Как бы уговорить чиновников?.. Зря имя улицы пропадает. И она без него не такая выразительная.

Так или иначе, адрес «Клиническая, дом 2» был нашей реальностью, и жили мы вовсе не в храме. Впрочем, к храму наш дом всё-таки имел прямое отношение, хотя тогда я этого не знал.

Бывшая богадельня

Наш двухэтажный дом был когда-то богадельней при храме. Он имел какую-то несоветскую конфигурацию. Нижний этаж был каменный, верхний – деревянный. Наша входная дверь со двора открывалась на широкую мраморную лестницу, которая когда-то была главной, парадной. Она вела сразу на второй этаж, по бокам были перила, к которым мы привязывали велосипеды. Белые, слегка желтоватые ступени были несколько стёрты посредине. Я их хорошо знал, поскольку время от времени подметал и мыл эту лестницу.

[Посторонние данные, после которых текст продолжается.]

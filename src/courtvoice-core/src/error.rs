//! Error types for the speech engine.

use thiserror::Error;

#[derive(Error, Debug)]
pub enum SpeechError {
    #[error("utterance text is empty")]
    EmptyUtterance,

    #[error("unknown voice identity: {0}")]
    UnknownVoice(String),

    #[error("remote synthesis failed: {0}")]
    RemoteSynthesis(String),

    #[error("speech synthesis unavailable: {0}")]
    SynthesisUnavailable(String),

    #[error("audio playback failed: {0}")]
    Playback(String),

    #[error("opponent service error: {0}")]
    Opponent(String),

    #[error("configuration error: {0}")]
    Config(String),

    #[error("http error: {0}")]
    Http(#[from] reqwest::Error),
}
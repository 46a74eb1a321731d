//! Courtvoice CLI - Debate opponent speech player
//!
//! Speaks a counter-argument out loud (remote synthesis with local and
//! silent fallbacks) while highlighting each word in the terminal as it is
//! spoken, the same way the game highlights the opponent's transcript.

use clap::Parser;
use colored::Colorize;
use courtvoice_core::{
    Config, CpalPlayer, DebateSide, Difficulty, ElevenLabsClient, KokoroNative, OpponentClient,
    SessionCallbacks, SpeakerRole, SpeechEngine, Utterance, VoiceIdentity,
};
use std::io::Write;
use std::path::PathBuf;
use std::sync::Arc;
use std::time::Duration;
use tracing_subscriber::EnvFilter;

/// Canned rebuttal used when the backend cannot produce one, so the turn
/// still plays out.
const FALLBACK_ARGUMENT: &str = "I understand your points, but I have a different perspective \
on this topic. There are important considerations we should examine. The evidence suggests we \
need to look at this from multiple angles.";

#[derive(Parser)]
#[command(
    name = "courtvoice",
    version,
    about = "Debate opponent speech player with live word highlighting",
    long_about = "Plays a debate counter-argument through the remote synthesis backend, \
falling back to local synthesis or a silent timer, while highlighting each word as it is spoken."
)]
struct Cli {
    /// Text to speak. Omit when using --respond-to.
    #[arg(value_name = "TEXT", required_unless_present = "respond_to")]
    text: Option<String>,

    /// Opponent voice (berta, andrew, or sophia)
    #[arg(short, long, default_value = "andrew", value_name = "VOICE")]
    voice: String,

    /// Path to a TOML config file
    #[arg(short, long, value_name = "PATH")]
    config: Option<PathBuf>,

    /// Generate the counter-argument from this player transcript first
    #[arg(long, value_name = "TRANSCRIPT")]
    respond_to: Option<String>,

    /// Debate topic, used with --respond-to
    #[arg(long, default_value = "this topic", value_name = "TOPIC")]
    topic: String,

    /// Opponent difficulty (easy, medium, hard)
    #[arg(long, default_value = "medium", value_name = "LEVEL")]
    difficulty: String,

    /// Which side the player argues (proponent or opponent)
    #[arg(long, default_value = "proponent", value_name = "SIDE")]
    side: String,
}

#[tokio::main]
async fn main() -> Result<(), Box<dyn std::error::Error>> {
    dotenvy::dotenv().ok();
    tracing_subscriber::fmt()
        .with_env_filter(
            EnvFilter::try_from_default_env().unwrap_or_else(|_| EnvFilter::new("courtvoice=info")),
        )
        .init();

    let cli = Cli::parse();

    let mut config = match &cli.config {
        Some(path) => Config::load(path)?,
        None => Config::default(),
    };
    if let Ok(endpoint) = std::env::var("COURTVOICE_BACKEND_URL") {
        config.synthesis.endpoint = endpoint;
    }

    let voice: VoiceIdentity = cli.voice.parse()?;
    let difficulty: Difficulty = cli.difficulty.parse()?;
    let side: DebateSide = cli.side.parse()?;

    // Resolve the text to speak, asking the backend for a rebuttal if needed.
    let text = match (&cli.text, &cli.respond_to) {
        (Some(text), _) => text.clone(),
        (None, Some(transcript)) => {
            println!("{}", "Generating counter-argument...".dimmed());
            let opponent = OpponentClient::new(&config.synthesis);
            match opponent.generate(&cli.topic, difficulty, transcript, side).await {
                Ok(argument) => argument,
                Err(e) => {
                    tracing::warn!(error = %e, "counter-argument backend unavailable");
                    eprintln!(
                        "{}",
                        "Backend unavailable, using fallback rebuttal.".yellow()
                    );
                    FALLBACK_ARGUMENT.to_string()
                }
            }
        }
        (None, None) => unreachable!("clap enforces TEXT or --respond-to"),
    };

    let utterance = Utterance::new(text.clone(), voice)?;
    let words: Vec<String> = utterance.words().iter().map(|w| w.to_string()).collect();

    println!();
    println!("{}", "═".repeat(70).bright_blue());
    println!(
        "{}",
        format!("  Courtvoice - {} speaks", voice).bright_blue().bold()
    );
    println!("{}", "═".repeat(70).bright_blue());
    println!();

    // Local fallback voice: kick off model loading before we need it.
    let native = KokoroNative::spawn(config.native_voices.clone())?;
    if !native.ready().await {
        tracing::warn!("local synthesis unavailable, relying on remote or silent playback");
    }

    let engine = SpeechEngine::new(
        Arc::new(ElevenLabsClient::new(&config.synthesis)),
        Arc::new(native),
        Arc::new(CpalPlayer::new()),
        &config,
    );

    let (done_tx, mut done_rx) = tokio::sync::mpsc::unbounded_channel::<Result<(), String>>();
    let end_tx = done_tx.clone();
    let callbacks = SessionCallbacks::new()
        .on_word_highlight(move |index| {
            if index >= 0 {
                if let Some(word) = words.get(index as usize) {
                    print!("{} ", word.bright_cyan().bold());
                    let _ = std::io::stdout().flush();
                }
            } else {
                println!();
            }
        })
        .on_end(move || {
            let _ = end_tx.send(Ok(()));
        })
        .on_error(move |e| {
            let _ = done_tx.send(Err(e.to_string()));
        });

    let handle = engine.speak(SpeakerRole::Opponent, utterance, callbacks);

    match done_rx.recv().await {
        Some(Ok(())) => {
            println!();
            if let Some(backend) = handle.backend() {
                println!(
                    "{} {}",
                    "Speech finished via".bright_green(),
                    format!("{:?}", backend).bright_green().bold()
                );
            }
        }
        Some(Err(reason)) => {
            eprintln!();
            eprintln!(
                "{} {}",
                "Playback failed:".red().bold(),
                reason.red()
            );
            // The game proceeds to scoring after a short grace period even
            // when speech fails; do the same here.
            tokio::time::sleep(Duration::from_secs(1)).await;
            println!("{}", "Proceeding anyway.".dimmed());
        }
        None => {}
    }

    Ok(())
}
//! Courtvoice Core Library
//!
//! Speech playback and word-highlight synchronization for the debate game:
//! backend selection with silent fallback, the fixed-interval highlight
//! scheduler, and session lifecycle management.

pub mod backend;
pub mod config;
pub mod elevenlabs;
pub mod engine;
pub mod error;
pub mod kokoro;
pub mod opponent;
pub mod playback;
pub mod session;
pub mod voice;

pub use backend::{
    AudioClip, AudioPlayer, Backend, LogObserver, NativeSpeechRequest, NativeSynthesizer,
    PlaybackHandle, PlaybackOutcome, RemoteSynthesizer, SynthesisObserver,
};
pub use config::Config;
pub use elevenlabs::ElevenLabsClient;
pub use engine::SpeechEngine;
pub use error::SpeechError;
pub use kokoro::KokoroNative;
pub use opponent::{DebateSide, Difficulty, OpponentClient};
pub use playback::CpalPlayer;
pub use session::{SessionCallbacks, SessionHandle, SessionState, SpeakerRole};
pub use voice::{Utterance, VoiceIdentity};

Внизу, у входной двери, стояла коляска нашего младшего – Максимчика. В неё (а когда коляски не стало – просто на пол) сыпалась почта, которую совали в специальную щель на двери подъезда (если уж не пролезало, то почтальон звонил). Ах, как я любил спускаться за почтой! За «Крокодилом», приходившим раз в десять дней, за «Огоньком» раз в неделю, за другими журналами и газетами, за подписными собраниями (особенно, когда приходил очередной из четырнадцати томов Джека Лондона или из шести томов Александра Грина).

Наверху, на площадке, слева была дверь (двойная, с тамбуром) в нашу коммунальную квартиру, а дверь справа, ведущую в неизвестную мне половину дома, навсегда загородили гигантским шкафом. У той половины был свой вход, со своим подъездом.